Hi and welcome to this record of 20k bike rides and walks through Toronto, Ontario over the year 2020.
I am Lee, founder and coach at WoW Power Walking. Since 2000, I’ve been coaching walkers to be the best they can be all while enjoying fresh air and camaraderie. Back in 2019 I was conjuring ways to celebrate this year I turn 60 (20×3), 2020, and the 20 years I have been coaching walking workouts. As part of this celebration I want to celebrate my love of riding the bicycle as a form of transportation and the city in which I live. Toronto, Ontario, Canada is a city of neighbourhoods, global cultures living side by side, and wondrous ravines and green space. Over the years I have walked much of the city. Still, I know there is so much more to see, smell, feel, walk, and bike. This is the year I follow more than my well-worn routes. I welcome companions. Here you will find notes and photos from my adventure through one of the world’s greatest multicultural cities.
Monday, January 7. Bike ride.
Start: Nathan Phillips Square. End: NW corner, Yonge Street and Wellesley Street West
Here we go. Let’s begin at the heart of the city: Nathan Phillips Square. This is the public space sitting in front of Toronto City Hall, home of one of Toronto’s most popular winter skating rinks and the “3D TORONTO sign” that is making its way to icon status since its arrival for the 2015 PanAm Games. For anyone reading this who may want to know, Nathan Phillips was Toronto’s mayor between 1955 and 1962 and the new city hall and public space were opened in 1965.
My plan is to use Toronto’s Bike Share bicycles for the 20k Monday rides — at least through the winter. This allows me to stay warm on public transit making my way from my home in the west end of the city to the start point. I realize it’s going to be somewhat of a logistic challenge. A bike can be unlocked at any BikeShare station that has a bike docked in it (sometimes there are empty docks only and no bikes). Standing beside a bike locked at the station located at the south west corner of Nathan Phillips Square, I open the “Transit” app on my phone and request to “Unlock a Bike”. A 5-number code shows up and I punch it in a keypad on the bike docking station. The bike unlocks and I am ready to begin the first of my 20k bike rides for Project 2020TO! I pull the bike out of the dock. Because I have to re-dock the bike within 30 minutes, I set a timer on my phone for 22 minutes and start cycling westbound on Queen Street.
Today I intend to ride a spiral clockwise from Nathan Phillips Square through the downtown core. Earbuds connected to my phone allow me to hear the timer go off at 22 minutes. When it chimes, I stop my bike, pull out my phone, check in with the “Transit” app again to determine where I can find a Bike Share station with an empty docking station within a 5-minute bike ride. Fortunately, today, every time I need one, there is a station, with an available dock, within 5 minutes of cycling. I dock the bike, wait a moment and then request another code to unlock the bike again. I could take any of the bikes but I choose the one that I had already set the seat for my leg length.

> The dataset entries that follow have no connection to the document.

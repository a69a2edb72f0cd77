//! Encounter (clash) roster
//!
//! A single GM-scoped encounter groups a subset of players as combatants.
//!
//! ```text
//! ┌──────────┐   start    ┌────────┐
//! │ Inactive │───────────▶│ Active │──┐ add / remove combatants
//! └──────────┘◀───────────└────────┘◀─┘
//!                 end
//! ```

use chrono::{DateTime, Utc};
use serde::{Deserialize, Serialize};

use crate::error::{TrackerError, TrackerResult};
use crate::resources::{PlayerRecord, ResourceStore, StatusEffect};

/// Persisted encounter state
#[derive(Debug, Clone, Default, PartialEq, Eq, Serialize, Deserialize)]
pub struct EncounterState {
    pub active: bool,
    /// Combatant ids in insertion order, no duplicates
    #[serde(default)]
    pub combatants: Vec<String>,
    #[serde(default)]
    pub started_at: Option<DateTime<Utc>>,
}

/// Why a combatant id was skipped
#[derive(Debug, Clone, Copy, PartialEq, Eq, Serialize)]
#[serde(rename_all = "snake_case")]
pub enum SkipReason {
    /// No character sheet exists for this id
    UnknownPlayer,
    /// Already on the roster
    AlreadyPresent,
    /// Not on the roster
    NotPresent,
}

/// Per-id outcome of a roster change
#[derive(Debug, Clone, Default, PartialEq, Eq, Serialize)]
pub struct RosterChange {
    pub applied: Vec<String>,
    pub skipped: Vec<(String, SkipReason)>,
}

/// Live view of one combatant
#[derive(Debug, Clone, PartialEq, Eq, Serialize)]
pub struct CombatantSnapshot {
    pub id: String,
    pub name: String,
    pub hp: (i64, i64),
    pub mp: (i64, i64),
    pub ip: (i64, i64),
    pub armor: (i64, i64),
    pub barrier: (i64, i64),
    pub statuses: Vec<StatusEffect>,
}

impl From<&PlayerRecord> for CombatantSnapshot {
    fn from(record: &PlayerRecord) -> Self {
        let pair = |p: &crate::resources::ResourcePair| (p.current, p.max);
        Self {
            id: record.id.clone(),
            name: record.label().to_string(),
            hp: pair(&record.hp),
            mp: pair(&record.mp),
            ip: pair(&record.ip),
            armor: pair(&record.armor),
            barrier: pair(&record.barrier),
            statuses: record.statuses.iter().cloned().collect(),
        }
    }
}

/// Result of listing the roster
#[derive(Debug, Clone, PartialEq, Eq, Serialize)]
#[serde(tag = "status", rename_all = "snake_case")]
pub enum RosterView {
    NoActiveEncounter,
    NoCombatants,
    Combatants { combatants: Vec<CombatantSnapshot> },
}

impl EncounterState {
    pub fn new() -> Self {
        Self::default()
    }

    /// Begin a new encounter with an empty roster
    pub fn start(&mut self) -> TrackerResult<()> {
        if self.active {
            return Err(TrackerError::InvalidState(
                "an encounter is already active".to_string(),
            ));
        }
        self.active = true;
        self.combatants.clear();
        self.started_at = Some(Utc::now());
        Ok(())
    }

    /// End the encounter and clear the roster
    pub fn end(&mut self) -> TrackerResult<()> {
        self.require_active()?;
        self.active = false;
        self.combatants.clear();
        self.started_at = None;
        Ok(())
    }

    fn require_active(&self) -> TrackerResult<()> {
        if self.active {
            Ok(())
        } else {
            Err(TrackerError::InvalidState(
                "no encounter is active".to_string(),
            ))
        }
    }

    pub fn contains(&self, player_id: &str) -> bool {
        self.combatants.iter().any(|c| c == player_id)
    }

    /// Append combatants that have sheets and are not yet present
    pub fn add_combatants<S: AsRef<str>>(
        &mut self,
        ids: &[S],
        store: &ResourceStore,
    ) -> TrackerResult<RosterChange> {
        self.require_active()?;
        let mut change = RosterChange::default();
        for id in ids.iter().map(AsRef::as_ref) {
            if !store.contains(id) {
                change.skipped.push((id.to_string(), SkipReason::UnknownPlayer));
            } else if self.contains(id) {
                change.skipped.push((id.to_string(), SkipReason::AlreadyPresent));
            } else {
                self.combatants.push(id.to_string());
                change.applied.push(id.to_string());
            }
        }
        Ok(change)
    }

    /// Remove combatants, reporting ids that were not on the roster
    pub fn remove_combatants<S: AsRef<str>>(&mut self, ids: &[S]) -> TrackerResult<RosterChange> {
        self.require_active()?;
        let mut change = RosterChange::default();
        for id in ids.iter().map(AsRef::as_ref) {
            if self.forget(id) {
                change.applied.push(id.to_string());
            } else {
                change.skipped.push((id.to_string(), SkipReason::NotPresent));
            }
        }
        Ok(change)
    }

    /// Drop a player from the roster regardless of state
    pub fn forget(&mut self, player_id: &str) -> bool {
        let before = self.combatants.len();
        self.combatants.retain(|c| c != player_id);
        self.combatants.len() != before
    }

    /// Ordered combatants with their current sheets
    pub fn list(&self, store: &ResourceStore) -> RosterView {
        if !self.active {
            return RosterView::NoActiveEncounter;
        }
        let combatants: Vec<CombatantSnapshot> = self
            .combatants
            .iter()
            .filter_map(|id| store.get(id))
            .map(CombatantSnapshot::from)
            .collect();
        if combatants.is_empty() {
            RosterView::NoCombatants
        } else {
            RosterView::Combatants { combatants }
        }
    }
}
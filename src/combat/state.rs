//! Attack, cast and check flows
//!
//! Ties the penalty ledger to the dice:
//! - Attack: a repeat attempt without a chosen penalty pauses for a choice
//! - Cast: penalties only when the caster picks one
//! - Check: fixed gate, no penalties, no damage

use std::sync::Arc;

use serde::Serialize;
use tracing::debug;

use super::dice::{resolve, resolve_check, DiceSource, DieSize, RandomDice, RollOutcome};
use super::penalty::{ActionKind, PenaltyChoice, PenaltyLedger, PenaltyState};
use super::token::{ChoiceToken, PendingRoll};
use crate::error::{TrackerError, TrackerResult};

/// Request to roll an attack or a cast
#[derive(Debug, Clone)]
pub struct RollRequest {
    pub die1: DieSize,
    pub die2: DieSize,
    pub modifier: i64,
    pub choice: Option<PenaltyChoice>,
}

/// A finished attack or cast
#[derive(Debug, Clone, PartialEq, Eq, Serialize)]
pub struct ResolvedRoll {
    pub player_id: String,
    pub kind: ActionKind,
    /// Attempt number within the round
    pub attempt: u32,
    pub penalties: PenaltyState,
    pub raw_modifier: i64,
    pub effective_modifier: i64,
    pub outcome: RollOutcome,
}

/// An attack paused until the player picks a penalty
#[derive(Debug, Clone, PartialEq, Eq, Serialize)]
pub struct PendingChoice {
    pub player_id: String,
    pub attempt: u32,
    pub choices: Vec<PenaltyChoice>,
    /// Opaque token to hand back with the choice
    pub token: String,
}

/// Result of starting an attack or cast
#[derive(Debug, Clone, PartialEq, Eq, Serialize)]
#[serde(tag = "status", rename_all = "snake_case")]
pub enum RollFlow {
    Resolved(ResolvedRoll),
    PendingChoice(PendingChoice),
}

/// Combat manager for the table
pub struct CombatManager {
    ledger: PenaltyLedger,
    dice: Arc<dyn DiceSource>,
}

impl Default for CombatManager {
    fn default() -> Self {
        Self::new(Arc::new(RandomDice))
    }
}

impl CombatManager {
    /// Create a combat manager rolling with the given dice
    pub fn new(dice: Arc<dyn DiceSource>) -> Self {
        Self {
            ledger: PenaltyLedger::new(),
            dice,
        }
    }

    pub fn ledger(&self) -> &PenaltyLedger {
        &self.ledger
    }

    /// Start an attack. The second and later attempts in a round pause for a
    /// penalty unless one was chosen up front.
    pub fn attack(&self, player_id: &str, req: RollRequest) -> RollFlow {
        self.start(player_id, ActionKind::Attack, req)
    }

    /// Roll a cast. Penalties apply only when chosen, never by prompt.
    pub fn cast(&self, player_id: &str, req: RollRequest) -> ResolvedRoll {
        let penalties = self.ledger.record_attempt(player_id, ActionKind::Cast, req.choice);
        self.roll(player_id, ActionKind::Cast, req.die1, req.die2, req.modifier, penalties)
    }

    fn start(&self, player_id: &str, kind: ActionKind, req: RollRequest) -> RollFlow {
        let penalties = self.ledger.record_attempt(player_id, kind, req.choice);

        if kind.forces_choice() && req.choice.is_none() && penalties.attempts >= 2 {
            let token = self.ledger.open_prompt(PendingRoll {
                player_id: player_id.to_string(),
                kind,
                die1: req.die1,
                die2: req.die2,
                modifier: req.modifier,
            });
            debug!(
                "{} attempt {} by {} waits for a penalty choice",
                kind, penalties.attempts, player_id
            );
            return RollFlow::PendingChoice(PendingChoice {
                player_id: player_id.to_string(),
                attempt: penalties.attempts,
                choices: penalties.available_choices(),
                token: token.encode(),
            });
        }

        RollFlow::Resolved(self.roll(player_id, kind, req.die1, req.die2, req.modifier, penalties))
    }

    /// Finish a paused attack with the acting player's choice.
    ///
    /// The prompt is consumed, so each token resolves at most one roll.
    pub fn resume(&self, actor_id: &str, token: &str, choice: PenaltyChoice) -> TrackerResult<ResolvedRoll> {
        let token = ChoiceToken::decode(token)?;
        if token.player_id != actor_id {
            return Err(TrackerError::Unauthorized(
                "only the player who rolled may choose this penalty".to_string(),
            ));
        }
        if token.kind != ActionKind::Attack {
            return Err(TrackerError::InvalidInput(
                "token does not refer to a paused attack".to_string(),
            ));
        }

        let (pending, penalties) = self.ledger.take_prompt(&token, choice)?;
        Ok(self.roll(
            actor_id,
            pending.kind,
            pending.die1,
            pending.die2,
            pending.modifier,
            penalties,
        ))
    }

    /// Skill check against a fixed gate
    pub fn check(&self, die1: DieSize, die2: DieSize, gate: u32) -> RollOutcome {
        let (roll1, roll2) = self.dice.roll_pair(die1, die2);
        resolve_check(roll1, roll2, gate)
    }

    fn roll(
        &self,
        player_id: &str,
        kind: ActionKind,
        die1: DieSize,
        die2: DieSize,
        raw_modifier: i64,
        penalties: PenaltyState,
    ) -> ResolvedRoll {
        let gate = penalties.effective_gate();
        let effective_modifier = penalties.effective_modifier(raw_modifier);
        let (roll1, roll2) = self.dice.roll_pair(die1, die2);
        let outcome = resolve(roll1, roll2, effective_modifier, gate);

        debug!(
            "{} {} {}+{}: ({}, {}) gate {} -> {}",
            player_id, kind, die1, die2, roll1, roll2, gate, outcome.classification
        );

        ResolvedRoll {
            player_id: player_id.to_string(),
            kind,
            attempt: penalties.attempts,
            penalties,
            raw_modifier,
            effective_modifier,
            outcome,
        }
    }

    /// New round: clear every penalty
    pub fn next_round(&self) -> usize {
        self.ledger.reset_all()
    }

    /// Clear penalties for one player, one kind or both
    pub fn reset_penalties(&self, player_id: &str, kind: Option<ActionKind>) -> bool {
        match kind {
            Some(kind) => self.ledger.reset_one(player_id, kind),
            None => {
                let attack = self.ledger.reset_one(player_id, ActionKind::Attack);
                let cast = self.ledger.reset_one(player_id, ActionKind::Cast);
                attack || cast
            }
        }
    }
}
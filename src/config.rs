//! Daemon configuration
//!
//! Layered with figment: built-in defaults, then an optional TOML file, then
//! `CLASHD_`-prefixed environment variables (nested keys split on `__`).

use std::net::SocketAddr;
use std::path::{Path, PathBuf};

use anyhow::Result;
use figment::providers::{Env, Format, Serialized, Toml};
use figment::Figment;
use serde::{Deserialize, Serialize};

use crate::tracker::TrackerOptions;

/// Default config file looked up in the working directory
pub const DEFAULT_CONFIG_FILE: &str = "clashd.toml";

/// Where tracker state is persisted
#[derive(Debug, Clone, PartialEq, Eq, Serialize, Deserialize, Default)]
#[serde(tag = "backend", rename_all = "lowercase")]
pub enum StorageConfig {
    /// Nothing survives a restart
    #[default]
    Memory,
    /// Single JSON document
    Json { path: PathBuf },
    /// SQLite database file
    Sqlite { path: String },
}

/// Server configuration
#[derive(Debug, Clone, Serialize, Deserialize)]
pub struct Config {
    pub bind_addr: SocketAddr,
    #[serde(default)]
    pub storage: StorageConfig,
    /// Player ids allowed to run GM-only operations
    #[serde(default)]
    pub gm_ids: Vec<String>,
    /// Clamp adjusted resources to `[0, max]`
    #[serde(default)]
    pub clamp_resources: bool,
}

impl Default for Config {
    fn default() -> Self {
        Self {
            bind_addr: SocketAddr::from(([127, 0, 0, 1], 8080)),
            storage: StorageConfig::Memory,
            gm_ids: Vec::new(),
            clamp_resources: false,
        }
    }
}

impl Config {
    /// Load configuration from defaults, a TOML file, and the environment.
    /// An explicit `path` must exist; the default file is optional.
    pub fn load(path: Option<&Path>) -> Result<Self> {
        let mut figment = Figment::from(Serialized::defaults(Config::default()));

        match path {
            Some(path) => {
                if !path.exists() {
                    anyhow::bail!("Config file not found: {}", path.display());
                }
                figment = figment.merge(Toml::file(path));
            }
            None => figment = figment.merge(Toml::file(DEFAULT_CONFIG_FILE)),
        }

        let config = figment
            .merge(Env::prefixed("CLASHD_").split("__"))
            .extract()?;
        Ok(config)
    }

    pub fn tracker_options(&self) -> TrackerOptions {
        TrackerOptions {
            clamp_resources: self.clamp_resources,
        }
    }
}
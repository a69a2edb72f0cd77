//! clashd - clash tracker daemon

use std::net::SocketAddr;
use std::path::PathBuf;
use std::sync::Arc;

use anyhow::Result;
use clap::Parser;
use clashd::{Config, Server, StorageConfig};
use tracing::{info, warn};
use tracing_subscriber::{layer::SubscriberExt, util::SubscriberInitExt, EnvFilter};

/// Clash tracker daemon
#[derive(Parser, Debug)]
#[command(name = "clashd", version, about = "Tabletop clash tracker daemon")]
struct Args {
    /// Config file (defaults to ./clashd.toml when present)
    #[arg(short, long)]
    config: Option<PathBuf>,

    /// Address to listen on
    #[arg(short, long)]
    bind: Option<SocketAddr>,

    /// Persist state to this JSON document
    #[arg(long, conflicts_with = "database")]
    json: Option<PathBuf>,

    /// Persist state to this SQLite database
    #[arg(short, long)]
    database: Option<String>,
}

fn init_tracing() {
    let filter = EnvFilter::try_from_default_env()
        .unwrap_or_else(|_| "clashd=info,tower_http=debug".into());

    // CLASHD_LOG_JSON=1 switches to structured output
    let json = std::env::var("CLASHD_LOG_JSON").is_ok_and(|v| v != "0" && !v.is_empty());
    if json {
        tracing_subscriber::registry()
            .with(filter)
            .with(tracing_subscriber::fmt::layer().json())
            .init();
    } else {
        tracing_subscriber::registry()
            .with(filter)
            .with(tracing_subscriber::fmt::layer())
            .init();
    }
}

#[tokio::main]
async fn main() -> Result<()> {
    init_tracing();

    let args = Args::parse();
    let mut config = Config::load(args.config.as_deref())?;

    if let Some(bind) = args.bind {
        config.bind_addr = bind;
    }
    if let Some(path) = args.json {
        config.storage = StorageConfig::Json { path };
    }
    if let Some(path) = args.database {
        config.storage = StorageConfig::Sqlite { path };
    }
    if config.gm_ids.is_empty() {
        warn!("No GM ids configured; GM-only commands will be refused");
    }
    info!("Storage: {:?}", config.storage);

    let server = Arc::new(Server::new(config).await?);

    let signal_server = server.clone();
    tokio::spawn(async move {
        if tokio::signal::ctrl_c().await.is_ok() {
            info!("Interrupt received, shutting down");
            signal_server.shutdown();
        }
    });

    server.run().await?;

    Ok(())
}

When the two tracking apps I am using, Strava and MapMyRide, reveal that I have cycled 20k I find myself at the end of the spiral at Yonge and Wellesley Streets. It seems fitting that I should complete my first ride at Yonge Street — the construction of Yonge Street was, according to wikipedia, an event of national historic interest to Canada and it has long been one of Toronto’s most important arterial roads. It’s extension, known as Highway 11, ends at the border to Minnesota, USA!
On Friday, I will walk the cycle route. I am curious how the experience will differ.